Giovanni Ambrogio de Predis (c. 1455 – c. 1508) was an Italian Renaissance painter, illuminator and designer of coins active in Milan. Ambrogio gained a reputation as a portraitist, including as a painter of miniatures, at the court of Ludovico Sforza.

Life
Ambrogio de Predis was born in a family of artists from Lombardy.  His brothers and half-brothers including Evangelista, Bernardino and Cristoforo were also painters.

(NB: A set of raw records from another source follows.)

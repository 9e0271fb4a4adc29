// API context shared by jobs and request helpers

use crate::port::{HttpTransport, Sleeper, TokioSleeper};
use std::sync::Arc;

/// Transport, sleeper and base URL of one service deployment
#[derive(Clone)]
pub struct ApiContext {
    pub transport: Arc<dyn HttpTransport>,
    pub sleeper: Arc<dyn Sleeper>,
    base_url: String,
}

impl ApiContext {
    pub fn new(transport: Arc<dyn HttpTransport>, sleeper: Arc<dyn Sleeper>, base_url: impl Into<String>) -> Self {
        Self {
            transport,
            sleeper,
            base_url: base_url.into().trim_end_matches('/').to_string(),
        }
    }

    /// Context with the tokio timer sleeper
    pub fn with_tokio_sleeper(transport: Arc<dyn HttpTransport>, base_url: impl Into<String>) -> Self {
        Self::new(transport, Arc::new(TokioSleeper), base_url)
    }

    pub fn base_url(&self) -> &str {
        &self.base_url
    }

    /// Absolute URL for an API path
    pub fn endpoint(&self, path: &str) -> String {
        format!("{}/{}", self.base_url, path.trim_start_matches('/'))
    }

    /// Absolute form of a `Location` header value
    pub fn resolve(&self, location: &str) -> String {
        if location.starts_with("http://") || location.starts_with("https://") {
            location.to_string()
        } else {
            self.endpoint(location)
        }
    }
}

#[cfg(test)]
mod tests {
    use super::*;
    use crate::port::http_transport::mocks::ScriptedTransport;

    #[test]
    fn test_endpoint_and_resolve() {
        let ctx = ApiContext::with_tokio_sleeper(Arc::new(ScriptedTransport::new()), "https://api.example.org/");

        assert_eq!(ctx.base_url(), "https://api.example.org");
        assert_eq!(
            ctx.endpoint("api/v1/ephemeris/search"),
            "https://api.example.org/api/v1/ephemeris/search"
        );
        assert_eq!(
            ctx.resolve("/api/v1/ephemeris/requests/abc"),
            "https://api.example.org/api/v1/ephemeris/requests/abc"
        );
        assert_eq!(ctx.resolve("https://other/requests/abc"), "https://other/requests/abc");
    }
}
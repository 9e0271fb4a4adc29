//! SDK Error Types
//!
//! The SDK surfaces the client error type unchanged, so callers can match on
//! the HTTP-derived kinds (`Unauthorized`, `MaxRetriesExceeded`, ...).

pub use aurorax_core::error::{AuroraXError, Result};
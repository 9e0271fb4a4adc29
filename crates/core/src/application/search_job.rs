// Search Job - lifecycle of one submitted search
//
// Single writer per instance: every operation takes `&mut self`, so polls are
// applied strictly in the order they complete.

use crate::application::abort::{sleep_or_abort, AbortToken};
use crate::application::constants::FIRST_FOLLOWUP_SLEEP;
use crate::application::context::ApiContext;
use crate::application::kinds::SearchKind;
use crate::application::requests::{self, CancelOutcome};
use crate::domain::{DomainError, Job, JobState, LogEntry, RequestLocation, StatusReport, StatusSnapshot};
use crate::error::{AuroraXError, Result};
use crate::port::ApiRequest;
use serde_json::Value;
use std::time::Duration;
use tracing::{info, warn};

/// One search of kind `K` and its lifecycle state
pub struct SearchJob<K: SearchKind> {
    ctx: ApiContext,
    query: K::Query,
    job: Job<K::Record>,
    raw_data: Vec<Value>,
}

impl<K: SearchKind> SearchJob<K> {
    pub fn new(ctx: ApiContext, query: K::Query) -> Self {
        Self {
            ctx,
            query,
            job: Job::new(),
            raw_data: Vec::new(),
        }
    }

    pub fn query(&self) -> &K::Query {
        &self.query
    }

    pub fn state(&self) -> JobState {
        self.job.state()
    }

    pub fn request_id(&self) -> Option<&str> {
        self.job.request_id()
    }

    pub fn request_url(&self) -> Option<&str> {
        self.job.request_url()
    }

    pub fn data_url(&self) -> Option<&str> {
        self.job.data_url()
    }

    pub fn status(&self) -> Option<&StatusSnapshot> {
        self.job.status()
    }

    pub fn logs(&self) -> &[LogEntry] {
        self.job.logs()
    }

    /// Typed records; filled by `fetch_data` when no response format is set
    pub fn data(&self) -> &[K::Record] {
        self.job.data()
    }

    /// Raw rows; filled by `fetch_data` when a response format is set
    pub fn raw_data(&self) -> &[Value] {
        &self.raw_data
    }

    pub fn into_data(self) -> Vec<K::Record> {
        self.job.into_data()
    }

    fn invalid_state(&self, to: JobState) -> AuroraXError {
        AuroraXError::InvalidState {
            from: self.job.state().to_string(),
            to: to.to_string(),
        }
    }

    fn request_url_or(&self, to: JobState) -> Result<String> {
        self.job
            .request_url()
            .map(str::to_string)
            .ok_or_else(|| self.invalid_state(to))
    }

    /// Fail the job and hand back the error that caused it
    fn fail_with(&mut self, err: AuroraXError) -> AuroraXError {
        if !self.job.state().is_terminal() && self.job.mark_failed().is_ok() {
            warn!(
                search = K::NAME,
                request_id = ?self.job.request_id(),
                error = %err,
                "Search failed"
            );
        }
        err
    }

    /// Submit the query
    ///
    /// Validation happens before any network call; a validation error leaves
    /// the job in `Created`. Any transport error or a response other than
    /// 202 with a `Location` header moves the job to `Failed`.
    pub async fn submit(&mut self) -> Result<()> {
        if self.job.state() != JobState::Created {
            return Err(self.invalid_state(JobState::Submitted));
        }

        let payload = K::payload(&self.query)?;
        let url = self.ctx.endpoint(K::SEARCH_PATH);
        let request = ApiRequest::post(url, payload).expecting_empty_body();

        let sent = self.ctx.transport.execute(request).await;
        let response = match sent {
            Ok(r) => r,
            Err(e) => return Err(self.fail_with(e)),
        };

        if response.status_code != 202 {
            let err = AuroraXError::ServiceError {
                status: response.status_code,
                code: None,
                message: "search was not accepted".to_string(),
            };
            return Err(self.fail_with(err));
        }

        let location = match response.location.as_deref() {
            Some(l) => RequestLocation::from_header(&self.ctx.resolve(l)),
            None => Err(DomainError::InvalidRequestShape(
                "202 response carried no Location header".to_string(),
            )),
        };
        let location = match location {
            Ok(l) => l,
            Err(e) => {
                let err = AuroraXError::ServiceError {
                    status: response.status_code,
                    code: None,
                    message: e.to_string(),
                };
                return Err(self.fail_with(err));
            }
        };

        self.job.mark_submitted(location)?;
        info!(
            search = K::NAME,
            request_id = ?self.job.request_id(),
            request_url = ?self.job.request_url(),
            "Search request submitted"
        );
        Ok(())
    }

    /// Refresh status, from the network or from a report fetched elsewhere
    ///
    /// Status and logs are always replaced. A transport error while the job
    /// is in flight fails the job.
    pub async fn poll_status(&mut self, cached: Option<StatusReport>) -> Result<StatusSnapshot> {
        let report = match cached {
            Some(report) => report,
            None => {
                let url = self.request_url_or(JobState::Polling)?;
                let fetched = requests::get_status(&self.ctx, &url).await;
                match fetched {
                    Ok(report) => report,
                    Err(e) if self.job.state().is_in_flight() => return Err(self.fail_with(e)),
                    Err(e) => return Err(e),
                }
            }
        };

        let snapshot = report.snapshot.clone();
        let before = self.job.state();
        let after = self.job.apply_status(report.snapshot, report.logs)?;

        if before != after {
            info!(
                search = K::NAME,
                request_id = ?self.job.request_id(),
                from = %before,
                to = %after,
                "Search state changed"
            );
        }
        Ok(snapshot)
    }

    /// Refresh status and report whether data is ready
    pub async fn check_for_data(&mut self) -> Result<bool> {
        self.poll_status(None).await?;
        Ok(self.job.state() == JobState::Completed)
    }

    /// Poll until the job is Completed or Failed
    ///
    /// Returns immediately on an already Completed job. The first check comes
    /// after `FIRST_FOLLOWUP_SLEEP`, later ones every `poll_interval`. Polling
    /// errors propagate on the first failure.
    pub async fn wait(&mut self, poll_interval: Duration, verbose: bool, abort: &AbortToken) -> Result<JobState> {
        match self.job.state() {
            JobState::Completed => return Ok(JobState::Completed),
            JobState::Submitted | JobState::Polling => {}
            _ => return Err(self.invalid_state(JobState::Polling)),
        }

        sleep_or_abort(self.ctx.sleeper.as_ref(), FIRST_FOLLOWUP_SLEEP, abort).await?;
        loop {
            self.poll_status(None).await?;
            match self.job.state() {
                JobState::Completed => {
                    progress!(verbose, request_id = ?self.job.request_id(), "Data is now available");
                    return Ok(JobState::Completed);
                }
                JobState::Failed => {
                    progress!(verbose, request_id = ?self.job.request_id(), "Search ended in error");
                    return Ok(JobState::Failed);
                }
                _ => {}
            }
            sleep_or_abort(self.ctx.sleeper.as_ref(), poll_interval, abort).await?;
            progress!(verbose, request_id = ?self.job.request_id(), "Checking for data");
        }
    }

    /// Download and deserialize the results
    ///
    /// A no-op on jobs that are not Completed. Errors leave the job Completed
    /// so the call can be retried.
    pub async fn fetch_data(&mut self) -> Result<()> {
        if self.job.state() != JobState::Completed {
            info!(
                search = K::NAME,
                state = %self.job.state(),
                "No data available, search has not completed"
            );
            return Ok(());
        }

        let data_url = self
            .job
            .data_url()
            .map(str::to_string)
            .ok_or_else(|| self.invalid_state(JobState::Completed))?;
        let format = K::response_format(&self.query).cloned();
        let rows = requests::get_data(&self.ctx, &data_url, format.as_ref()).await?;

        if format.is_some() {
            self.raw_data = rows;
        } else {
            let records = K::deserialize_rows(rows)?;
            self.job.store_data(records)?;
        }

        info!(
            search = K::NAME,
            request_id = ?self.job.request_id(),
            records = self.job.data().len() + self.raw_data.len(),
            "Search data retrieved"
        );
        Ok(())
    }

    /// Cancel the search
    ///
    /// With `wait`, keeps refreshing status until the service reports either
    /// a data location or an error condition. Both count as success.
    pub async fn cancel(
        &mut self,
        wait: bool,
        poll_interval: Duration,
        verbose: bool,
        abort: &AbortToken,
    ) -> Result<CancelOutcome> {
        if !self.job.state().is_in_flight() {
            return Err(self.invalid_state(JobState::Cancelled));
        }

        let url = self.request_url_or(JobState::Cancelled)?;
        requests::request_cancel(&self.ctx, &url).await?;
        self.job.mark_cancelled()?;
        info!(search = K::NAME, request_id = ?self.job.request_id(), "Cancellation requested");

        if !wait {
            return Ok(CancelOutcome::Requested);
        }

        loop {
            let report = requests::get_status(&self.ctx, &url).await?;
            let outcome = requests::cancel_outcome(&report);
            self.poll_status(Some(report)).await?;

            if let Some(outcome) = outcome {
                progress!(verbose, request_id = ?self.job.request_id(), outcome = ?outcome, "Cancellation settled");
                return Ok(outcome);
            }
            sleep_or_abort(self.ctx.sleeper.as_ref(), poll_interval, abort).await?;
            progress!(verbose, request_id = ?self.job.request_id(), "Checking for cancellation status");
        }
    }

    /// Submit, wait and fetch in one call
    pub async fn run(&mut self, poll_interval: Duration, verbose: bool, abort: &AbortToken) -> Result<()> {
        self.submit().await?;
        progress!(verbose, request_id = ?self.job.request_id(), "Waiting for data");

        if self.wait(poll_interval, verbose, abort).await? == JobState::Failed {
            return Err(AuroraXError::SearchFailed {
                request_id: self.job.request_id().unwrap_or_default().to_string(),
                summary: self
                    .job
                    .last_log_summary()
                    .unwrap_or("error condition reported")
                    .to_string(),
            });
        }

        self.fetch_data().await?;
        if let Some(status) = self.job.status() {
            progress!(
                verbose,
                request_id = ?self.job.request_id(),
                result_count = status.result_count,
                result_byte_size = status.result_byte_size,
                "Search complete"
            );
        }
        Ok(())
    }

    /// SQL-like description of this job's query
    pub async fn describe(&self) -> Result<String> {
        requests::describe::<K>(&self.ctx, &self.query).await
    }
}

Little is known about his training. He initially worked as an illuminator in collaboration with his half-brother Cristoforo.  He produced seven miniatures for a Book of Hours in 1472 (the work no longer exists) and again for a Book of Hours in 1474.  He then worked on designs for the local mint in Milan along with his brother Bernardino.  He subsequently worked for the court of the Sforzas for a number of years, mainly as a portrait painter.  It is during this time that he offered hospitality to Leonardo da Vinci when he arrived in Milan.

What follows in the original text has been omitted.